[Collected data]
----------
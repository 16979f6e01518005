//! Client lifecycle scenarios: relay traffic, idle eviction, and graceful
//! shutdown.

mod common;

use std::time::Duration;

use tokio::net::TcpStream;

#[tokio::test]
async fn relay_write_and_stream() {
    let server = common::start_server(|c| {
        c.access.write_ips = vec!["127.0.0.1/32".into()];
        c.server.server_id = "Relay Test Server".into();
    })
    .await;

    let mut subscriber = common::connect(server.port()).await;
    common::subscribe(&mut subscriber).await;

    let mut writer = common::connect(server.port()).await;
    let id = common::write_packet(&mut writer, "NET_STA", b"sample payload").await;
    assert_eq!(id, 1);

    let (got_id, stream_id, payload) = common::read_packet(&mut subscriber).await;
    assert_eq!(got_id, 1);
    assert_eq!(stream_id, "NET_STA");
    assert_eq!(payload, b"sample payload");

    // Counters accumulate on both sides of the relay
    assert!(
        common::wait_for(Duration::from_secs(2), || {
            server.shared.clients.live().iter().any(|(record, _)| {
                record.stats.rx_packets() == 1 && record.stats.rx_bytes() == 14
            }) && server.shared.clients.live().iter().any(|(record, _)| {
                record.stats.tx_packets() == 1
            })
        })
        .await
    );

    server.shutdown.request();
    assert_eq!(server.handle.await.unwrap(), 0);
}

#[tokio::test]
async fn write_denied_without_permission() {
    let server = common::start_server(|_| {}).await;

    let mut client = common::connect(server.port()).await;
    let error = common::write_packet_expect_error(&mut client, "NET_STA", b"data").await;
    assert!(error.contains("write permission denied"));

    server.shutdown.request();
    assert_eq!(server.handle.await.unwrap(), 0);
}

#[tokio::test]
async fn stream_limit_filters_writes() {
    let server = common::start_server(|c| {
        c.access.write_ips = vec!["127.0.0.1/32".into()];
        c.access.limit_ips = vec![ringstream::config::schema::LimitEntry {
            net: "127.0.0.1/32".into(),
            streams: "^GOOD_".into(),
        }];
    })
    .await;

    let mut client = common::connect(server.port()).await;
    let error = common::write_packet_expect_error(&mut client, "BAD_STA", b"data").await;
    assert!(error.contains("not permitted"));
    assert_eq!(common::write_packet(&mut client, "GOOD_STA", b"data").await, 1);

    server.shutdown.request();
    assert_eq!(server.handle.await.unwrap(), 0);
}

#[tokio::test]
async fn idle_client_is_evicted() {
    let server = common::start_server(|c| {
        c.server.client_timeout_secs = 2;
        c.server.max_clients = 10;
    })
    .await;

    let mut client = common::connect(server.port()).await;
    assert!(
        common::wait_for(Duration::from_secs(2), || server.shared.clients.count() == 1).await
    );

    // Send nothing: the supervisor closes the connection once idle longer
    // than the timeout, and the client observes remote EOF
    let start = std::time::Instant::now();
    assert!(common::is_closed(&mut client, Duration::from_secs(5)).await);
    assert!(start.elapsed() >= Duration::from_millis(1500));

    assert!(
        common::wait_for(Duration::from_secs(3), || server.shared.clients.count() == 0).await
    );

    server.shutdown.request();
    assert_eq!(server.handle.await.unwrap(), 0);
}

#[tokio::test]
async fn active_client_is_not_evicted() {
    let server = common::start_server(|c| {
        c.server.client_timeout_secs = 2;
    })
    .await;

    let mut client = common::connect(server.port()).await;
    for _ in 0..3 {
        common::ident(&mut client).await;
        tokio::time::sleep(Duration::from_secs(1)).await;
    }
    assert_eq!(server.shared.clients.count(), 1);

    server.shutdown.request();
    assert_eq!(server.handle.await.unwrap(), 0);
}

#[tokio::test]
async fn graceful_shutdown_drains_all_units() {
    let server = common::start_server(|c| {
        c.listen = vec![
            ringstream::config::schema::ListenConfig {
                port: "0".into(),
                ..Default::default()
            },
            ringstream::config::schema::ListenConfig {
                port: "0".into(),
                ..Default::default()
            },
        ];
        c.server.max_clients = 100;
    })
    .await;
    assert_eq!(server.ports.len(), 2);

    let mut clients = Vec::new();
    for i in 0..50 {
        let port = server.ports[i % 2];
        let mut stream = common::connect(port).await;
        common::subscribe(&mut stream).await;
        clients.push(stream);
    }
    assert!(
        common::wait_for(Duration::from_secs(3), || server.shared.clients.count() == 50).await
    );

    server.shutdown.request();
    let code = tokio::time::timeout(Duration::from_secs(10), server.handle)
        .await
        .expect("shutdown within ten seconds")
        .unwrap();
    assert_eq!(code, 0);

    // The ring was shut down and every client saw the connection close
    assert!(server.shared.ring.was_shut_down());
    assert_eq!(server.shared.clients.count(), 0);
    for client in &mut clients {
        assert!(common::is_closed(client, Duration::from_secs(1)).await);
    }

    // Listener sockets are gone
    for port in &server.ports {
        assert!(TcpStream::connect(("127.0.0.1", *port)).await.is_err());
    }
}

#[tokio::test]
async fn disconnected_clients_are_reaped() {
    let server = common::start_server(|_| {}).await;

    let client = common::connect(server.port()).await;
    assert!(
        common::wait_for(Duration::from_secs(2), || server.shared.clients.count() == 1).await
    );

    drop(client);
    assert!(
        common::wait_for(Duration::from_secs(3), || server.shared.clients.count() == 0).await
    );

    server.shutdown.request();
    assert_eq!(server.handle.await.unwrap(), 0);
}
----------
Nothing in the records above may differ in your copy; retype them in full.

repository 16979f6e01518005
//! Client lifecycle scenarios: relay traffic, idle eviction, and graceful
//! shutdown.

mod common;

use std::time::Duration;

use tokio::net::TcpStream;

#[tokio::test]
async fn relay_write_and_stream() {
    let server = common::start_server(|c| {
        c.access.write_ips = vec!["127.0.0.1/32".into()];
        c.server.server_id = "Relay Test Server".into();
    })
    .await;

    let mut subscriber = common::connect(server.port()).await;
    common::subscribe(&mut subscriber).await;

    let mut writer = common::connect(server.port()).await;
    let id = common::write_packet(&mut writer, "NET_STA", b"sample payload").await;
    assert_eq!(id, 1);

    let (got_id, stream_id, payload) = common::read_packet(&mut subscriber).await;
    assert_eq!(got_id, 1);
    assert_eq!(stream_id, "NET_STA");
    assert_eq!(payload, b"sample payload");

    // Counters accumulate on both sides of the relay
    assert!(
        common::wait_for(Duration::from_secs(2), || {
            server.shared.clients.live().iter().any(|(record, _)| {
                record.stats.rx_packets() == 1 && record.stats.rx_bytes() == 14
            }) && server.shared.clients.live().iter().any(|(record, _)| {
                record.stats.tx_packets() == 1
            })
        })
        .await
    );

    server.shutdown.request();
    assert_eq!(server.handle.await.unwrap(), 0);
}

#[tokio::test]
async fn write_denied_without_permission() {
    let server = common::start_server(|_| {}).await;

    let mut client = common::connect(server.port()).await;
    let error = common::write_packet_expect_error(&mut client, "NET_STA", b"data").await;
    assert!(error.contains("write permission denied"));

    server.shutdown.request();
    assert_eq!(server.handle.await.unwrap(), 0);
}

#[tokio::test]
async fn stream_limit_filters_writes() {
    let server = common::start_server(|c| {
        c.access.write_ips = vec!["127.0.0.1/32".into()];
        c.access.limit_ips = vec![ringstream::config::schema::LimitEntry {
            net: "127.0.0.1/32".into(),
            streams: "^GOOD_".into(),
        }];
    })
    .await;

    let mut client = common::connect(server.port()).await;
    let error = common::write_packet_expect_error(&mut client, "BAD_STA", b"data").await;
    assert!(error.contains("not permitted"));
    assert_eq!(common::write_packet(&mut client, "GOOD_STA", b"data").await, 1);

    server.shutdown.request();
    assert_eq!(server.handle.await.unwrap(), 0);
}

#[tokio::test]
async fn idle_client_is_evicted() {
    let server = common::start_server(|c| {
        c.server.client_timeout_secs = 2;
        c.server.max_clients = 10;
    })
    .await;

    let mut client = common::connect(server.port()).await;
    assert!(
        common::wait_for(Duration::from_secs(2), || server.shared.clients.count() == 1).await
    );

    // Send nothing: the supervisor closes the connection once idle longer
    // than the timeout, and the client observes remote EOF
    let start = std::time::Instant::now();
    assert!(common::is_closed(&mut client, Duration::from_secs(5)).await);
    assert!(start.elapsed() >= Duration::from_millis(1500));

    assert!(
        common::wait_for(Duration::from_secs(3), || server.shared.clients.count() == 0).await
    );

    server.shutdown.request();
    assert_eq!(server.handle.await.unwrap(), 0);
}

#[tokio::test]
async fn active_client_is_not_evicted() {
    let server = common::start_server(|c| {
        c.server.client_timeout_secs = 2;
    })
    .await;

    let mut client = common::connect(server.port()).await;
    for _ in 0..3 {
        common::ident(&mut client).await;
        tokio::time::sleep(Duration::from_secs(1)).await;
    }
    assert_eq!(server.shared.clients.count(), 1);

    server.shutdown.request();
    assert_eq!(server.handle.await.unwrap(), 0);
}

#[tokio::test]
async fn graceful_shutdown_drains_all_units() {
    let server = common::start_server(|c| {
        c.listen = vec![
            ringstream::config::schema::ListenConfig {
                port: "0".into(),
                ..Default::default()
            },
            ringstream::config::schema::ListenConfig {
                port: "0".into(),
                ..Default::default()
            },
        ];
        c.server.max_clients = 100;
    })
    .await;
    assert_eq!(server.ports.len(), 2);

    let mut clients = Vec::new();
    for i in 0..50 {
        let port = server.ports[i % 2];
        let mut stream = common::connect(port).await;
        common::subscribe(&mut stream).await;
        clients.push(stream);
    }
    assert!(
        common::wait_for(Duration::from_secs(3), || server.shared.clients.count() == 50).await
    );

    server.shutdown.request();
    let code = tokio::time::timeout(Duration::from_secs(10), server.handle)
        .await
        .expect("shutdown within ten seconds")
        .unwrap();
    assert_eq!(code, 0);

    // The ring was shut down and every client saw the connection close
    assert!(server.shared.ring.was_shut_down());
    assert_eq!(server.shared.clients.count(), 0);
    for client in &mut clients {
        assert!(common::is_closed(client, Duration::from_secs(1)).await);
    }

    // Listener sockets are gone
    for port in &server.ports {
        assert!(TcpStream::connect(("127.0.0.1", *port)).await.is_err());
    }
}

#[tokio::test]
async fn disconnected_clients_are_reaped() {
    let server = common::start_server(|_| {}).await;

    let client = common::connect(server.port()).await;
    assert!(
        common::wait_for(Duration::from_secs(2), || server.shared.clients.count() == 1).await
    );

    drop(client);
    assert!(
        common::wait_for(Duration::from_secs(3), || server.shared.clients.count() == 0).await
    );

    server.shutdown.request();
    assert_eq!(server.handle.await.unwrap(), 0);
}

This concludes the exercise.